**Task objective**
In the listing below, find every line containing "StoreError" and copy it out.

== Segment start ==

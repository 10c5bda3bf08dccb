//! # SQLite Store
//!
//! Connection pool creation and the durable [`KeyValueStore`] adapter.
//!
//! ## Architecture
//! ```text
//! ┌─────────────────────────────────────────────────────────────────────────┐
//! │                      SQLite Key-Value Store                             │
//! │                                                                         │
//! │  App Startup                                                           │
//! │       │                                                                 │
//! │       ▼                                                                 │
//! │  DbConfig::new(path) ← Configure pool settings                         │
//! │       │                                                                 │
//! │       ▼                                                                 │
//! │  SqliteStore::connect(config).await ← Create pool + run migrations     │
//! │       │                                                                 │
//! │       ▼                                                                 │
//! │  ┌─────────────────────────────────────────┐                           │
//! │  │  kv_store                               │                           │
//! │  │  key (PK) │ value (JSON text) │ updated │                           │
//! │  │  "invoices"        │ [...]    │ ...     │                           │
//! │  │  "currentInvoice"  │ {...}    │ ...     │                           │
//! │  └─────────────────────────────────────────┘                           │
//! │                                                                         │
//! └─────────────────────────────────────────────────────────────────────────┘
//! ```
//!
//! ## WAL Mode
//! WAL journaling with NORMAL synchronous: a committed `set` survives a
//! crash, and readers never see a half-written value.

use std::path::PathBuf;
use std::str::FromStr;
use std::time::Duration;

use async_trait::async_trait;
use chrono::Utc;
use sqlx::sqlite::{SqliteConnectOptions, SqliteJournalMode, SqlitePoolOptions, SqliteSynchronous};
use sqlx::SqlitePool;
use tracing::{debug, info};

use crate::error::{StoreError, StoreResult};
use crate::kv::KeyValueStore;
use crate::migrations;

// =============================================================================
// Configuration
// =============================================================================

/// Database configuration.
///
/// ## Example
/// ```rust,ignore
/// let config = DbConfig::new("/path/to/tally.db")
///     .max_connections(2)
///     .min_connections(1);
/// ```
#[derive(Debug, Clone)]
pub struct DbConfig {
    /// Path to the SQLite database file.
    pub database_path: PathBuf,

    /// Maximum number of connections in the pool.
    /// Default: 2 (one writer, one reader)
    pub max_connections: u32,

    /// Minimum number of connections to keep alive.
    /// Default: 1
    pub min_connections: u32,

    /// Connection timeout duration.
    /// Default: 30 seconds
    pub connect_timeout: Duration,

    /// Idle timeout before closing a connection.
    /// Default: 10 minutes
    pub idle_timeout: Duration,

    /// Whether to run migrations on connect.
    /// Default: true
    pub run_migrations: bool,
}

impl DbConfig {
    /// Creates a new database configuration with the given path.
    ///
    /// The file is created on first connect if it doesn't exist.
    pub fn new(path: impl Into<PathBuf>) -> Self {
        DbConfig {
            database_path: path.into(),
            max_connections: 2,
            min_connections: 1,
            connect_timeout: Duration::from_secs(30),
            idle_timeout: Duration::from_secs(600),
            run_migrations: true,
        }
    }

    /// Sets the maximum number of connections.
    pub fn max_connections(mut self, max: u32) -> Self {
        self.max_connections = max;
        self
    }

    /// Sets the minimum number of connections.
    pub fn min_connections(mut self, min: u32) -> Self {
        self.min_connections = min;
        self
    }

    /// Sets the connection timeout.
    pub fn connect_timeout(mut self, timeout: Duration) -> Self {
        self.connect_timeout = timeout;
        self
    }

    /// Sets whether to run migrations on connect.
    pub fn run_migrations(mut self, run: bool) -> Self {
        self.run_migrations = run;
        self
    }

    /// Creates an in-memory database configuration (for testing).
    pub fn in_memory() -> Self {
        DbConfig {
            database_path: PathBuf::from(":memory:"),
            max_connections: 1, // In-memory requires single connection
            min_connections: 1,
            connect_timeout: Duration::from_secs(5),
            idle_timeout: Duration::from_secs(60),
            run_migrations: true,
        }
    }
}

// =============================================================================
// SqliteStore
// =============================================================================

/// Durable key-value store over a SQLite pool.
///
/// Cloning shares the pool.
#[derive(Debug, Clone)]
pub struct SqliteStore {
    pool: SqlitePool,
}

impl SqliteStore {
    /// Opens the pool and, unless disabled, applies pending migrations.
    ///
    /// ## What This Does
    /// 1. Creates the database file if it doesn't exist
    /// 2. Enables WAL journaling with NORMAL synchronous
    /// 3. Creates the connection pool
    /// 4. Runs migrations (if enabled)
    pub async fn connect(config: DbConfig) -> StoreResult<Self> {
        info!(
            path = %config.database_path.display(),
            "Opening key-value store"
        );

        let connect_url = format!("sqlite://{}?mode=rwc", config.database_path.display());

        let connect_options = SqliteConnectOptions::from_str(&connect_url)
            .map_err(|e| StoreError::Storage(e.to_string()))?
            .journal_mode(SqliteJournalMode::Wal)
            .synchronous(SqliteSynchronous::Normal)
            .create_if_missing(true);

        debug!("Connection options configured");

        let pool = SqlitePoolOptions::new()
            .max_connections(config.max_connections)
            .min_connections(config.min_connections)
            .acquire_timeout(config.connect_timeout)
            .idle_timeout(Some(config.idle_timeout))
            .connect_with(connect_options)
            .await
            .map_err(|e| StoreError::Storage(e.to_string()))?;

        info!(
            max_connections = config.max_connections,
            "Database pool created"
        );

        let store = SqliteStore { pool };

        if config.run_migrations {
            store.run_migrations().await?;
        }

        Ok(store)
    }

    /// Applies pending migrations. Idempotent.
    pub async fn run_migrations(&self) -> StoreResult<()> {
        migrations::run_migrations(&self.pool).await
    }

    /// Returns a reference to the connection pool.
    pub fn pool(&self) -> &SqlitePool {
        &self.pool
    }

    /// Closes the pool; every later operation fails with `Storage`.
    pub async fn close(&self) {
        info!("Closing key-value store");
        self.pool.close().await;
    }

    /// Checks if the database can execute queries.
    pub async fn health_check(&self) -> bool {
        sqlx::query("SELECT 1")
            .execute(&self.pool)
            .await
            .is_ok()
    }
}

#[async_trait]
impl KeyValueStore for SqliteStore {
    async fn get(&self, key: &str) -> StoreResult<Option<String>> {
        let value: Option<String> = sqlx::query_scalar("SELECT value FROM kv_store WHERE key = ?")
            .bind(key)
            .fetch_optional(&self.pool)
            .await?;

        debug!(key = %key, found = value.is_some(), "kv get");
        Ok(value)
    }

    async fn set(&self, key: &str, value: &str) -> StoreResult<()> {
        sqlx::query(
            r#"
            INSERT INTO kv_store (key, value, updated_at)
            VALUES (?, ?, ?)
            ON CONFLICT(key) DO UPDATE SET
                value = excluded.value,
                updated_at = excluded.updated_at
            "#,
        )
        .bind(key)
        .bind(value)
        .bind(Utc::now().to_rfc3339())
        .execute(&self.pool)
        .await?;

        debug!(key = %key, bytes = value.len(), "kv set");
        Ok(())
    }

    async fn remove(&self, key: &str) -> StoreResult<()> {
        sqlx::query("DELETE FROM kv_store WHERE key = ?")
            .bind(key)
            .execute(&self.pool)
            .await?;

        debug!(key = %key, "kv remove");
        Ok(())
    }

    async fn clear(&self) -> StoreResult<()> {
        let result = sqlx::query("DELETE FROM kv_store")
            .execute(&self.pool)
            .await?;

        info!(removed = result.rows_affected(), "kv store cleared");
        Ok(())
    }
}

// =============================================================================
// Unit Tests
// =============================================================================
//! # tally-store: Storage Layer for Tally
//!
//! Persists the draft and the ledger as JSON documents in a key-value
//! store, and owns the single in-progress draft through [`Session`].
//!
//! ## Architecture Position
//! ```text
//! ┌─────────────────────────────────────────────────────────────────────────┐
//! │                          Tally Data Flow                                │
//! │                                                                         │
//! │  UI event (add expense, save invoice, delete, share)                    │
//! │       │                                                                 │
//! │       ▼                                                                 │
//! │  ┌─────────────────────────────────────────────────────────────────┐   │
//! │  │                  tally-store (THIS CRATE)                       │   │
//! │  │                                                                 │   │
//! │  │   ┌───────────────┐    ┌───────────────┐    ┌──────────────┐  │   │
//! │  │   │   Session     │    │ Repositories  │    │   Export     │  │   │
//! │  │   │ (session.rs)  │───►│ LedgerRepo    │    │ Text / HTML  │  │   │
//! │  │   │ owns draft    │    │ DraftRepo     │    │ renderers    │  │   │
//! │  │   └───────────────┘    └───────┬───────┘    └──────────────┘  │   │
//! │  │                                │                                │   │
//! │  │                     ┌──────────▼──────────┐                     │   │
//! │  │                     │   KeyValueStore     │                     │   │
//! │  │                     │ MemoryStore │ Sqlite│                     │   │
//! │  │                     └─────────────────────┘                     │   │
//! │  └─────────────────────────────────────────────────────────────────┘   │
//! └─────────────────────────────────────────────────────────────────────────┘
//! ```
//!
//! ## Module Organization
//!
//! - [`kv`] - The key-value store trait and the in-memory adapter
//! - [`pool`] - SQLite pool and the durable adapter
//! - [`migrations`] - Embedded database migrations
//! - [`repository`] - Ledger and draft document repositories
//! - [`session`] - Draft owner with auto-save and commit
//! - [`export`] - Share artifact renderers
//! - [`config`] - Configuration from the environment
//! - [`error`] - Storage error types
//!
//! ## Usage
//!
//! ```rust,ignore
//! use tally_store::{Session, SqliteStore, StoreConfig};
//! use tally_core::DraftField;
//!
//! let config = StoreConfig::from_env();
//! let store = SqliteStore::connect(config.db_config()).await?;
//! let mut session = Session::open(store, &config).await?;
//!
//! session.set_field(DraftField::InvoiceName, "Mudanza").await?;
//! session.add_expense("Transporte", "200.50").await?;
//! ```

// =============================================================================
// Module Declarations
// =============================================================================

pub mod config;
pub mod error;
pub mod export;
pub mod kv;
pub mod migrations;
pub mod pool;
pub mod repository;
pub mod session;

// =============================================================================
// Re-exports
// =============================================================================

pub use config::StoreConfig;
pub use error::{StoreError, StoreResult};
pub use export::{Artifact, ExportError, HtmlExporter, InvoiceExporter, TextExporter};
pub use kv::{KeyValueStore, MemoryStore};
pub use pool::{DbConfig, SqliteStore};
pub use repository::{DraftRepository, LedgerRepository};
pub use session::Session;
// =============================================================================
// Unit Tests
// =============================================================================

#[cfg(test)]
mod tests {
    use super::*;

    fn m(text: &str) -> Money {
        Money::parse(text).unwrap()
    }

    #[test]
    fn test_parse_plain_numbers() {
        assert_eq!(m("200.50"), Money::new(Decimal::new(20050, 2)));
        assert_eq!(m("7"), Money::from(7));
        assert_eq!(m("-5.5"), Money::new(Decimal::new(-55, 1)));
        assert_eq!(m("+3"), Money::from(3));
    }

    #[test]
    fn test_parse_reads_numeric_prefix() {
        assert_eq!(m("  12.5kg"), Money::new(Decimal::new(125, 1)));
        assert_eq!(m("10%"), Money::from(10));
        assert_eq!(m("5."), Money::from(5));
        assert_eq!(m(".25"), Money::new(Decimal::new(25, 2)));
        assert_eq!(m("1.2.3"), Money::new(Decimal::new(12, 1)));
    }

    #[test]
    fn test_parse_exponent() {
        assert_eq!(m("1e3"), Money::from(1000));
        assert_eq!(m("25E-1"), Money::new(Decimal::new(25, 1)));
        // A dangling exponent marker is ignored, like the rest of the text
        assert_eq!(m("4e"), Money::from(4));
        assert!(Money::parse("1e400").is_none());
    }

    #[test]
    fn test_parse_rejects_non_numbers() {
        assert!(Money::parse("").is_none());
        assert!(Money::parse("   ").is_none());
        assert!(Money::parse("abc").is_none());
        assert!(Money::parse(".").is_none());
        assert!(Money::parse("-").is_none());
        assert!(Money::parse("Infinity").is_none());
        assert!(Money::parse("NaN").is_none());
    }

    #[test]
    fn test_parse_or_zero() {
        assert!(Money::parse_or_zero("abc").is_zero());
        assert_eq!(Money::parse_or_zero("16"), Money::from(16));
    }

    #[test]
    fn test_from_f64() {
        assert_eq!(Money::from_f64(200.5), m("200.5"));
        assert!(Money::from_f64(f64::NAN).is_zero());
        assert!(Money::from_f64(f64::INFINITY).is_zero());
        assert_eq!(
            Money::from_f64(0.1 + 0.2).amount().to_string(),
            "0.30000000000000004"
        );
    }

    #[test]
    fn test_arithmetic() {
        let a = m("200.50");
        let b = m("99.50");

        assert_eq!(a + b, Money::from(300));
        assert_eq!(a - b, Money::from(101));
        assert_eq!(-b, m("-99.50"));
        assert_eq!(vec![a, b].iter().sum::<Money>(), Money::from(300));
    }

    #[test]
    fn test_percent() {
        assert_eq!(Money::from(300).percent(Decimal::from(10)), Money::from(30));
        assert_eq!(
            Money::from(1000).percent(Decimal::new(825, 2)),
            m("82.5")
        );
    }

    #[test]
    fn test_arithmetic_saturates_instead_of_overflowing() {
        let huge = m("5e28");

        assert_eq!(huge + huge, Money::new(Decimal::MAX));
        assert_eq!(-huge - huge, Money::new(Decimal::MIN));
        assert_eq!(vec![huge, huge, huge].into_iter().sum::<Money>(), Money::new(Decimal::MAX));

        let mut total = huge;
        total += huge;
        assert_eq!(total, Money::new(Decimal::MAX));
    }

    #[test]
    fn test_percent_with_extreme_rate_stays_finite() {
        let rate = m("1e28").amount();

        // 300 × 1e28 overflows, 3 × 1e28 does not
        assert_eq!(Money::from(300).percent(rate), m("3e28"));
        assert_eq!(Money::new(Decimal::MAX).percent(rate), Money::new(Decimal::MAX));
        assert_eq!(Money::new(Decimal::MIN).percent(rate), Money::new(Decimal::MIN));
        assert_eq!(Money::new(Decimal::MIN).percent(-rate), Money::new(Decimal::MAX));
        assert_eq!(
            Money::new(Decimal::MAX).percent(Decimal::from(10)),
            Money::new(Decimal::MAX / Decimal::ONE_HUNDRED * Decimal::from(10))
        );
    }

    #[test]
    fn test_zero_and_checks() {
        let zero = Money::zero();
        assert!(zero.is_zero());
        assert!(!zero.is_positive());
        assert!(!zero.is_negative());

        assert!(m("0.01").is_positive());
        assert!(m("-0.01").is_negative());
        assert!(!m("-0").is_negative());
    }

    #[test]
    fn test_display_and_fixed() {
        assert_eq!(m("300").to_string(), "$300.00");
        assert_eq!(m("-5.5").to_string(), "-$5.50");
        assert_eq!(m("0.005").to_fixed(2), "0.01");
        assert_eq!(m("2.344").to_fixed(2), "2.34");
    }

    #[test]
    fn test_serialize_integral_and_fractional() {
        assert_eq!(serde_json::to_string(&m("300.00")).unwrap(), "300");
        assert_eq!(serde_json::to_string(&m("200.50")).unwrap(), "200.5");
        assert_eq!(serde_json::to_string(&Money::zero()).unwrap(), "0");
    }

    #[test]
    fn test_float_artifacts_survive_a_round_trip() {
        let raw = "30.000000000000004";
        let money: Money = serde_json::from_str(raw).unwrap();
        assert_eq!(serde_json::to_string(&money).unwrap(), raw);
    }

    #[test]
    fn test_deserialize_lenient_inputs() {
        let from_str: Money = serde_json::from_str("\"12.5\"").unwrap();
        assert_eq!(from_str, m("12.5"));

        let from_null: Money = serde_json::from_str("null").unwrap();
        assert!(from_null.is_zero());

        let from_garbage: Money = serde_json::from_str("\"n/a\"").unwrap();
        assert!(from_garbage.is_zero());

        let from_int: Money = serde_json::from_str("42").unwrap();
        assert_eq!(from_int, Money::from(42));
    }
}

== Segment end ==

**Exercise result**
use crate::error::{StoreError, StoreResult};
            .map_err(|e| StoreError::Storage(e.to_string()))?
            .map_err(|e| StoreError::Storage(e.to_string()))?;
pub use error::{StoreError, StoreResult};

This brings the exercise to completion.